EXERCISE DETAILS -
Whenever a line in the data holds the string "SqlxVersionRepository", pull that line out.

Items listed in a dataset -
//! Watch-list routes.

use std::sync::Arc;

use axum::{
    Json, Router,
    extract::{Path, State},
    http::StatusCode,
    routing::get,
};
use tracing::info;

use crate::api::error::{ApiError, ApiResult};
use crate::api::models::{WatchListResponse, WatchRequest, WatchedItemResponse};
use crate::api::server::AppState;
use crate::database::repositories::WatchListRepository;
use crate::domain::{SourceKind, TrackedItem};

pub fn router() -> Router<AppState> {
    Router::new()
        .route("/", get(list_all))
        .route("/{kind}", get(list_kind).post(add_item).delete(remove_item))
}

fn repository(state: &AppState) -> ApiResult<Arc<dyn WatchListRepository>> {
    state
        .watch_list
        .clone()
        .ok_or_else(|| ApiError::service_unavailable("Watch list not available"))
}

fn parse_kind(kind: &str) -> ApiResult<SourceKind> {
    kind.parse::<SourceKind>().map_err(|_| {
        ApiError::not_found(format!(
            "unknown source kind '{}', expected 'github' or 'docker'",
            kind
        ))
    })
}

async fn list_all(State(state): State<AppState>) -> ApiResult<Json<WatchListResponse>> {
    let items = repository(&state)?.list_all().await?;
    Ok(Json(items.into()))
}

async fn list_kind(
    State(state): State<AppState>,
    Path(kind): Path<String>,
) -> ApiResult<Json<WatchListResponse>> {
    let kind = parse_kind(&kind)?;
    let items = repository(&state)?.list_items(kind).await?;
    Ok(Json(items.into()))
}

async fn add_item(
    State(state): State<AppState>,
    Path(kind): Path<String>,
    Json(request): Json<WatchRequest>,
) -> ApiResult<(StatusCode, Json<WatchedItemResponse>)> {
    let item = TrackedItem::new(parse_kind(&kind)?, request.identifier);
    item.validate()?;

    repository(&state)?.add(&item).await?;
    info!(item = %item, "Added to watch list");

    Ok((StatusCode::CREATED, Json(item.into())))
}

async fn remove_item(
    State(state): State<AppState>,
    Path(kind): Path<String>,
    Json(request): Json<WatchRequest>,
) -> ApiResult<Json<WatchedItemResponse>> {
    let item = TrackedItem::new(parse_kind(&kind)?, request.identifier);
    if item.identifier.trim().is_empty() {
        return Err(ApiError::validation("identifier must not be empty"));
    }

    repository(&state)?.remove(&item).await?;
    info!(item = %item, "Removed from watch list");

    Ok(Json(item.into()))
}

#[cfg(test)]
mod tests {
    use super::*;
    use crate::database::Database;
    use crate::database::repositories::{
        SqlxVersionRepository, SqlxWatchListRepository, VersionRepository,
    };
    use axum::body::Body;
    use axum::http::{Method, Request};
    use tower::ServiceExt;

    struct TestApp {
        router: Router,
        versions: Arc<SqlxVersionRepository>,
    }

    async fn app() -> TestApp {
        let db = Database::in_memory().await.unwrap();
        let watch_list = Arc::new(SqlxWatchListRepository::new(
            db.pool.clone(),
            db.write_pool.clone(),
        ));
        let versions = Arc::new(SqlxVersionRepository::new(db.pool, db.write_pool));
        let state = AppState::with_repositories(watch_list, versions.clone());
        TestApp {
            router: Router::new().nest("/api/watch", router()).with_state(state),
            versions,
        }
    }

    async fn call(
        router: &Router,
        method: Method,
        uri: &str,
        body: Option<serde_json::Value>,
    ) -> (StatusCode, serde_json::Value) {
        let mut builder = Request::builder().method(method).uri(uri);
        let body = match body {
            Some(json) => {
                builder = builder.header("content-type", "application/json");
                Body::from(json.to_string())
            }
            None => Body::empty(),
        };
        let response = router
            .clone()
            .oneshot(builder.body(body).unwrap())
            .await
            .unwrap();
        let status = response.status();
        let bytes = axum::body::to_bytes(response.into_body(), usize::MAX)
            .await
            .unwrap();
        let json = serde_json::from_slice(&bytes).unwrap_or(serde_json::Value::Null);
        (status, json)
    }

    #[tokio::test]
    async fn test_add_list_remove() {
        let app = app().await;
        let body = serde_json::json!({"identifier": "acme/app"});

        let (status, json) = call(&app.router, Method::POST, "/api/watch/github", Some(body.clone())).await;
        assert_eq!(status, StatusCode::CREATED);
        assert_eq!(json["kind"], "github");

        let (status, _) = call(&app.router, Method::POST, "/api/watch/docker", Some(serde_json::json!({"identifier": "nginx"}))).await;
        assert_eq!(status, StatusCode::CREATED);

        let (status, json) = call(&app.router, Method::GET, "/api/watch", None).await;
        assert_eq!(status, StatusCode::OK);
        assert_eq!(json["total"], 2);

        let (_, json) = call(&app.router, Method::GET, "/api/watch/github", None).await;
        assert_eq!(json["items"][0]["identifier"], "acme/app");
        assert_eq!(json["total"], 1);

        let (status, _) = call(&app.router, Method::DELETE, "/api/watch/github", Some(body)).await;
        assert_eq!(status, StatusCode::OK);
        let (_, json) = call(&app.router, Method::GET, "/api/watch/github", None).await;
        assert_eq!(json["total"], 0);
    }

    #[tokio::test]
    async fn test_duplicate_is_conflict() {
        let app = app().await;
        let body = serde_json::json!({"identifier": "acme/app"});
        call(&app.router, Method::POST, "/api/watch/github", Some(body.clone())).await;

        let (status, json) = call(&app.router, Method::POST, "/api/watch/github", Some(body)).await;
        assert_eq!(status, StatusCode::CONFLICT);
        assert_eq!(json["code"], "CONFLICT");
    }

    #[tokio::test]
    async fn test_invalid_identifier() {
        let app = app().await;
        for identifier in ["", "   ", "no-owner", "a//b"] {
            let (status, json) = call(
                &app.router,
                Method::POST,
                "/api/watch/github",
                Some(serde_json::json!({ "identifier": identifier })),
            )
            .await;
            assert_eq!(status, StatusCode::UNPROCESSABLE_ENTITY, "identifier {identifier:?}");
            assert_eq!(json["code"], "VALIDATION_ERROR");
        }
    }

    #[tokio::test]
    async fn test_remove_missing_is_not_found() {
        let app = app().await;
        let (status, _) = call(
            &app.router,
            Method::DELETE,
            "/api/watch/docker",
            Some(serde_json::json!({"identifier": "nginx"})),
        )
        .await;
        assert_eq!(status, StatusCode::NOT_FOUND);
    }

    #[tokio::test]
    async fn test_remove_drops_stored_version() {
        let app = app().await;
        let item = TrackedItem::github("acme/app");
        let body = serde_json::json!({"identifier": "acme/app"});
        call(&app.router, Method::POST, "/api/watch/github", Some(body.clone())).await;
        app.versions.upsert(&item, "v1.0.0", "notes").await.unwrap();

        let (status, _) = call(&app.router, Method::DELETE, "/api/watch/github", Some(body)).await;
        assert_eq!(status, StatusCode::OK);
        assert!(app.versions.get(&item).await.unwrap().is_none());
    }

    #[tokio::test]
    async fn test_unknown_kind() {
        let app = app().await;
        let (status, _) = call(&app.router, Method::GET, "/api/watch/gitlab", None).await;
        assert_eq!(status, StatusCode::NOT_FOUND);
    }

    #[tokio::test]
    async fn test_without_repository() {
        let router = Router::new()
            .nest("/api/watch", router())
            .with_state(AppState::new());
        let (status, _) = call(&router, Method::GET, "/api/watch", None).await;
        assert_eq!(status, StatusCode::SERVICE_UNAVAILABLE);
    }
}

SOLUTION FOR THIS TASK -
        SqlxVersionRepository, SqlxWatchListRepository, VersionRepository,
        versions: Arc<SqlxVersionRepository>,
        let versions = Arc::new(SqlxVersionRepository::new(db.pool, db.write_pool));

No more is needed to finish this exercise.